The plot of the Ancient Egyptian Two Brothers tale which it essentially built around the relationship within an abstract “family” which – in a strange way – is containing “only” from the two full brothers – “of the same father and mother”* – and a wife of the elder brother.
The Ancient Egyptian tale says nothing about the brothers’ family: their father, mother, unсles, another kinfolk, or their tribe (as well as there is nothing about the family and kinship of the wife). There is also no information about the place they are living, their neigbours, and their contacts (or clients of their business). The tale only says that the elder brother was “like a father”* to the younger one as well as he “made clothes for him”**. From his side, the younger brother was making all the farm work – and he was the best one – “(none like him) in the entire land”.* But there are no characters in the tale who articulates this high estimation.
The brothers have a herd of cows (quite a rich property) and they have also a pasture for these cows, but the tale also does not say how they have got this property. Most likely, they should have received it as an inheritance. But we also do not find an evidence for this in the text.
The tale doesn’t point out what is the younger brother’s age. The age of the elder brother is also never indicated. The difference in age between the brother is not clear, too.
We also have no information how old the elder brother was when he got married and how long he was married in the beginning of the tale.

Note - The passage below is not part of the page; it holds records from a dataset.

// SPDX-FileCopyrightText: 2026 Pollgate Contributors
// SPDX-License-Identifier: MIT OR Apache-2.0

//! Chat transport trait for the bot platform (Telegram).

use async_trait::async_trait;

use crate::error::PollgateError;
use crate::traits::adapter::PluginAdapter;
use crate::types::{ChatId, SentPoll, TransportEvent};

/// Sends polls and messages to chats and yields inbound events.
#[async_trait]
pub trait PollTransport: PluginAdapter {
    /// Authenticates and starts receiving inbound events.
    async fn connect(&mut self) -> Result<(), PollgateError>;

    /// Sends a non-anonymous single-choice poll.
    async fn send_poll(
        &self,
        chat_id: ChatId,
        question: &str,
        options: &[String],
    ) -> Result<SentPoll, PollgateError>;

    /// Sends a plain text message.
    async fn send_message(&self, chat_id: ChatId, text: &str) -> Result<(), PollgateError>;

    /// Closes a previously sent poll so it no longer accepts votes.
    async fn stop_poll(&self, chat_id: ChatId, message_id: i32) -> Result<(), PollgateError>;

    /// Waits for the next inbound event, in arrival order.
    ///
    /// Returns `Ok(None)` once the transport has been disconnected and drained.
    async fn next_event(&self) -> Result<Option<TransportEvent>, PollgateError>;

    /// Stops dispatching new inbound events.
    async fn disconnect(&self) -> Result<(), PollgateError>;
}
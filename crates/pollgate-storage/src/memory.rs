// SPDX-FileCopyrightText: 2026 Pollgate Contributors
// SPDX-License-Identifier: MIT OR Apache-2.0

//! In-process backend. Nothing survives a restart.

use std::collections::{BTreeSet, HashMap};
use std::sync::atomic::{AtomicBool, Ordering};
use std::time::{Duration, Instant};

use async_trait::async_trait;
use dashmap::{DashMap, DashSet};
use futures::StreamExt;
use futures::stream;
use tokio::sync::Mutex;
use tracing::debug;

use pollgate_core::{
    AdapterType, ChatId, CorrelationIndex, DeliveryMapping, HealthStatus, PluginAdapter,
    PollgateError, Record, RecordId, RecordStore, RecordStream, SessionRegistry,
};

struct StoredRecord {
    record: Record,
    /// `None` when the TTL overflows `Instant`; such records never expire.
    expires_at: Option<Instant>,
}

impl StoredRecord {
    fn is_live(&self, now: Instant) -> bool {
        self.expires_at.is_none_or(|at| now < at)
    }
}

/// Both directions of the correlation index, kept under one lock so
/// `record_delivery` and `withdraw_all` are atomic.
#[derive(Default)]
struct DeliveryTable {
    by_pair: HashMap<(RecordId, ChatId), DeliveryMapping>,
    by_poll: HashMap<String, (RecordId, ChatId)>,
}

impl DeliveryTable {
    fn take_request(&mut self, request_id: &RecordId) -> Vec<DeliveryMapping> {
        let keys: Vec<(RecordId, ChatId)> = self
            .by_pair
            .keys()
            .filter(|(rid, _)| rid == request_id)
            .cloned()
            .collect();
        let mut taken: Vec<DeliveryMapping> = keys
            .iter()
            .filter_map(|key| self.by_pair.remove(key))
            .collect();
        for mapping in &taken {
            self.by_poll.remove(&mapping.poll_id);
        }
        taken.sort_by_key(|m| m.chat_id);
        taken
    }
}

/// Memory-backed record store, session registry and correlation index.
pub struct MemoryStore {
    records: DashMap<RecordId, StoredRecord>,
    sessions: DashSet<ChatId>,
    deliveries: Mutex<DeliveryTable>,
    record_ttl: Duration,
    closed: AtomicBool,
}

impl MemoryStore {
    pub fn new(record_ttl: Duration) -> Self {
        Self {
            records: DashMap::new(),
            sessions: DashSet::new(),
            deliveries: Mutex::new(DeliveryTable::default()),
            record_ttl,
            closed: AtomicBool::new(false),
        }
    }

    fn ensure_open(&self) -> Result<(), PollgateError> {
        if self.closed.load(Ordering::Acquire) {
            Err(PollgateError::StoreClosed)
        } else {
            Ok(())
        }
    }

    fn live_record(&self, id: &RecordId) -> Option<Record> {
        let entry = self.records.get(id)?;
        entry.is_live(Instant::now()).then(|| entry.record.clone())
    }
}

#[async_trait]
impl PluginAdapter for MemoryStore {
    fn name(&self) -> &str {
        "memory"
    }

    fn version(&self) -> semver::Version {
        semver::Version::new(0, 1, 0)
    }

    fn adapter_type(&self) -> AdapterType {
        AdapterType::Storage
    }

    async fn health_check(&self) -> Result<HealthStatus, PollgateError> {
        self.ensure_open()?;
        Ok(HealthStatus::Healthy)
    }
}

#[async_trait]
impl RecordStore for MemoryStore {
    async fn put(&self, record: &Record) -> Result<(), PollgateError> {
        self.ensure_open()?;
        let stored = StoredRecord {
            record: record.clone(),
            expires_at: Instant::now().checked_add(self.record_ttl),
        };
        self.records.insert(record.id.clone(), stored);
        Ok(())
    }

    async fn get(&self, id: &RecordId) -> Result<Record, PollgateError> {
        self.ensure_open()?;
        self.live_record(id)
            .ok_or_else(|| PollgateError::record_not_found(id.as_str()))
    }

    fn iterate(&self) -> RecordStream<'_> {
        if let Err(e) = self.ensure_open() {
            return stream::once(async move { Err(e) }).boxed();
        }
        // Keys are snapshotted up front; each record is fetched when polled.
        let keys: Vec<RecordId> = self.records.iter().map(|e| e.key().clone()).collect();
        stream::iter(keys)
            .filter_map(move |id| async move {
                if let Err(e) = self.ensure_open() {
                    return Some(Err(e));
                }
                self.live_record(&id).map(Ok)
            })
            .boxed()
    }

    async fn delete(&self, id: &RecordId) -> Result<(), PollgateError> {
        self.ensure_open()?;
        self.records.remove(id);
        self.deliveries.lock().await.take_request(id);
        Ok(())
    }

    async fn sweep_expired(&self) -> Result<Vec<RecordId>, PollgateError> {
        self.ensure_open()?;
        let now = Instant::now();
        let expired: Vec<RecordId> = self
            .records
            .iter()
            .filter(|e| !e.value().is_live(now))
            .map(|e| e.key().clone())
            .collect();

        let mut removed = Vec::new();
        let mut deliveries = self.deliveries.lock().await;
        for id in expired {
            if self
                .records
                .remove_if(&id, |_, stored| !stored.is_live(now))
                .is_some()
            {
                deliveries.take_request(&id);
                removed.push(id);
            }
        }
        if !removed.is_empty() {
            debug!(removed = removed.len(), "swept expired records");
        }
        Ok(removed)
    }

    async fn close(&self) -> Result<(), PollgateError> {
        self.closed.store(true, Ordering::Release);
        Ok(())
    }
}

#[async_trait]
impl SessionRegistry for MemoryStore {
    async fn admit(&self, chat_id: ChatId) -> Result<bool, PollgateError> {
        self.ensure_open()?;
        Ok(self.sessions.insert(chat_id))
    }

    async fn revoke(&self, chat_id: ChatId) -> Result<bool, PollgateError> {
        self.ensure_open()?;
        Ok(self.sessions.remove(&chat_id).is_some())
    }

    async fn members(&self) -> Result<BTreeSet<ChatId>, PollgateError> {
        self.ensure_open()?;
        Ok(self.sessions.iter().map(|c| *c).collect())
    }
}

#[async_trait]
impl CorrelationIndex for MemoryStore {
    async fn record_delivery(&self, mapping: &DeliveryMapping) -> Result<(), PollgateError> {
        self.ensure_open()?;
        let key = (mapping.request_id.clone(), mapping.chat_id);
        let mut table = self.deliveries.lock().await;
        if table.by_pair.contains_key(&key) {
            return Err(PollgateError::AlreadyRecorded {
                request_id: mapping.request_id.0.clone(),
                chat_id: mapping.chat_id.0,
            });
        }
        if table.by_poll.contains_key(&mapping.poll_id) {
            return Err(PollgateError::Internal(format!(
                "poll id {} is already mapped",
                mapping.poll_id
            )));
        }
        table.by_poll.insert(mapping.poll_id.clone(), key.clone());
        table.by_pair.insert(key, mapping.clone());
        Ok(())
    }

    async fn has_delivered(
        &self,
        request_id: &RecordId,
        chat_id: ChatId,
    ) -> Result<bool, PollgateError> {
        self.ensure_open()?;
        let table = self.deliveries.lock().await;
        Ok(table.by_pair.contains_key(&(request_id.clone(), chat_id)))
    }

    async fn resolve(&self, poll_id: &str) -> Result<DeliveryMapping, PollgateError> {
        self.ensure_open()?;
        let table = self.deliveries.lock().await;
        table
            .by_poll
            .get(poll_id)
            .and_then(|key| table.by_pair.get(key))
            .cloned()
            .ok_or_else(|| PollgateError::poll_not_found(poll_id))
    }

    async fn withdraw_all(
        &self,
        request_id: &RecordId,
    ) -> Result<Vec<DeliveryMapping>, PollgateError> {
        self.ensure_open()?;
        Ok(self.deliveries.lock().await.take_request(request_id))
    }
}

#[cfg(test)]
mod tests {
    use super::*;
    use futures::TryStreamExt;
    use pollgate_core::Task;
    use std::sync::Arc;

    fn pick() -> Record {
        Record::new(Task::new("Pick", vec!["A".into(), "B".into()]))
    }

    fn mapping(record: &Record, chat: i64, poll: &str) -> DeliveryMapping {
        DeliveryMapping {
            request_id: record.id.clone(),
            chat_id: ChatId(chat),
            poll_id: poll.into(),
            message_id: 1,
            delivered_at: chrono::Utc::now(),
        }
    }

    #[tokio::test]
    async fn put_get_delete() {
        let store = MemoryStore::new(Duration::from_secs(60));
        let r = pick();
        store.put(&r).await.unwrap();
        assert_eq!(store.get(&r.id).await.unwrap(), r);
        store.delete(&r.id).await.unwrap();
        store.delete(&r.id).await.unwrap();
        assert!(store.get(&r.id).await.unwrap_err().is_not_found());
    }

    #[tokio::test]
    async fn expired_records_are_hidden_then_swept() {
        let store = MemoryStore::new(Duration::ZERO);
        let r = pick();
        store.put(&r).await.unwrap();
        store.record_delivery(&mapping(&r, 1, "p")).await.unwrap();
        assert!(store.get(&r.id).await.unwrap_err().is_not_found());
        let all: Vec<Record> = store.iterate().try_collect().await.unwrap();
        assert!(all.is_empty());
        assert_eq!(store.sweep_expired().await.unwrap(), vec![r.id.clone()]);
        assert!(store.resolve("p").await.unwrap_err().is_not_found());
    }

    #[tokio::test]
    async fn delete_cascades_to_mappings() {
        let store = MemoryStore::new(Duration::from_secs(60));
        let r = pick();
        store.put(&r).await.unwrap();
        store.record_delivery(&mapping(&r, 1, "p1")).await.unwrap();
        store.delete(&r.id).await.unwrap();
        assert!(!store.has_delivered(&r.id, ChatId(1)).await.unwrap());
    }

    #[tokio::test]
    async fn concurrent_record_delivery_admits_exactly_one() {
        let store = Arc::new(MemoryStore::new(Duration::from_secs(60)));
        let r = pick();
        store.put(&r).await.unwrap();

        let mut handles = Vec::new();
        for i in 0..16 {
            let store = store.clone();
            let m = mapping(&r, 9, &format!("poll-{i}"));
            handles.push(tokio::spawn(async move { store.record_delivery(&m).await }));
        }
        let mut ok = 0;
        for h in handles {
            match h.await.unwrap() {
                Ok(()) => ok += 1,
                Err(e) => assert!(e.is_already_recorded()),
            }
        }
        assert_eq!(ok, 1);
    }

    #[tokio::test]
    async fn withdraw_all_returns_sorted_and_clears() {
        let store = MemoryStore::new(Duration::from_secs(60));
        let r = pick();
        store.put(&r).await.unwrap();
        store.record_delivery(&mapping(&r, 2, "b")).await.unwrap();
        store.record_delivery(&mapping(&r, 1, "a")).await.unwrap();
        let taken = store.withdraw_all(&r.id).await.unwrap();
        assert_eq!(taken.len(), 2);
        assert_eq!(taken[0].chat_id, ChatId(1));
        assert!(store.withdraw_all(&r.id).await.unwrap().is_empty());
        assert!(store.resolve("a").await.is_err());
    }

    #[tokio::test]
    async fn sessions_are_a_set() {
        let store = MemoryStore::new(Duration::from_secs(60));
        assert!(store.admit(ChatId(3)).await.unwrap());
        assert!(!store.admit(ChatId(3)).await.unwrap());
        assert!(store.admit(ChatId(1)).await.unwrap());
        let members: Vec<ChatId> = store.members().await.unwrap().into_iter().collect();
        assert_eq!(members, vec![ChatId(1), ChatId(3)]);
        assert!(store.revoke(ChatId(3)).await.unwrap());
        assert!(!store.revoke(ChatId(3)).await.unwrap());
    }

    #[tokio::test]
    async fn closed_store_rejects_everything() {
        let store = MemoryStore::new(Duration::from_secs(60));
        store.close().await.unwrap();
        assert!(matches!(store.get(&RecordId::from("x")).await, Err(PollgateError::StoreClosed)));
        assert!(matches!(store.admit(ChatId(1)).await, Err(PollgateError::StoreClosed)));
        assert!(matches!(store.resolve("p").await, Err(PollgateError::StoreClosed)));
        let first = store.iterate().next().await.unwrap();
        assert!(matches!(first, Err(PollgateError::StoreClosed)));
    }
}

We can only suppose, that either he is married not so long ago, because he – so in the tale – has no children with his wife or vice versa he is married already for years (that is quite unusual for the folklore which loves children to be born from men and their wifes). In ancient societies the relation of the people to the “infertility” of the woman-wife was negative. From a modern point of view, we might try to “rehabilitate partly” the wife character from this tale, the motive of which could be more than just a hankering for a young person of the opposite sex, but also the result of her dissatisfaction in the marital relationship and / or her natural desire of proving her “fertility” in such an illegal manner. However, the tale points directly to the criminality of the motion of the wife, her understanding of the criminality of this motion and her criminal attempt to protect herself from a deserved punishment by destroying the victim of her desire, who is at the same time the only witness of her crime.
So, we have an exposition – the initial situation – of the story, a peaceful life of an abstract “two-brothers’ ” family of farmers in an unknown countryside and the initial conflict – the false attempt of the elder brother’s wife to seduce the younger brother and a successful slander against him encouraging the elder brother to crack down on with the younger, and this is a trigger of the whole story.
This initial conflict which – in a real world – must have been resolved with the unjust execution of a younger brother from the hand of his elder brother (according to the prehistoric and ancient common law), is resolved, on the contrary and with the help of the Almighty Ra-Horakhty – “Ra (who is) Horus of the Horizons”, “only” in the loss of the younger brother of his genitalia (self-castration of the younger brother to prove his innocence). This makes the story unfinished and leaves the door opened to some (any) further developments of the narrative necessary toward the punishment of the wife-seductress and the final achievement of the highest social status by the both brothers – the elder after the younger.
However, the brothers in the Ancient Egyptian tale have from the very beginning proper names, which are, in fact, the names of the Gods: Anupu (Anubis) is the name of the elder brother and Bata – the name of the younger brother.
In the text of the Tale of Two Brothers the Pharaoh is also mentioned, however not as a ruler of the land of these two brothers. The Pharaoh emerged only as the ruler of Egypt – one of the characters of the tale: the Pharaoh orders his servants to bring to him a woman (Bata’s wife who he have got in the Land of Cedar, or the Valley of the Pine) a beautiful curl of whos hair the sea brings to the Egyptian coasts.
On the one hand, the Pharaoh, who appears in the second part of the tale, acts as another important character of the tale – the supreme ruler and a fair judge. On the other hand, he symbolizes and “holds” that higher place in the state and the social hierarchy, which finally Bata (who is reincarnating several times) and Anupu (as his – younger! – brother’s heir) must take. Finally they do it.
* E. A. Wallis Budge. An Egyptian reading book for beginners being a series of historical, funereal, moral, religious and mythological texts printed in hieroglyphic characters, together with a transliteration and complete vocabulary. London, Paul,1896
** W. K. Simpson, R. O. Faulkner. The Literature of Ancient Egypt: An Anthology of Stories, Instructions, and Poetry, New Edition.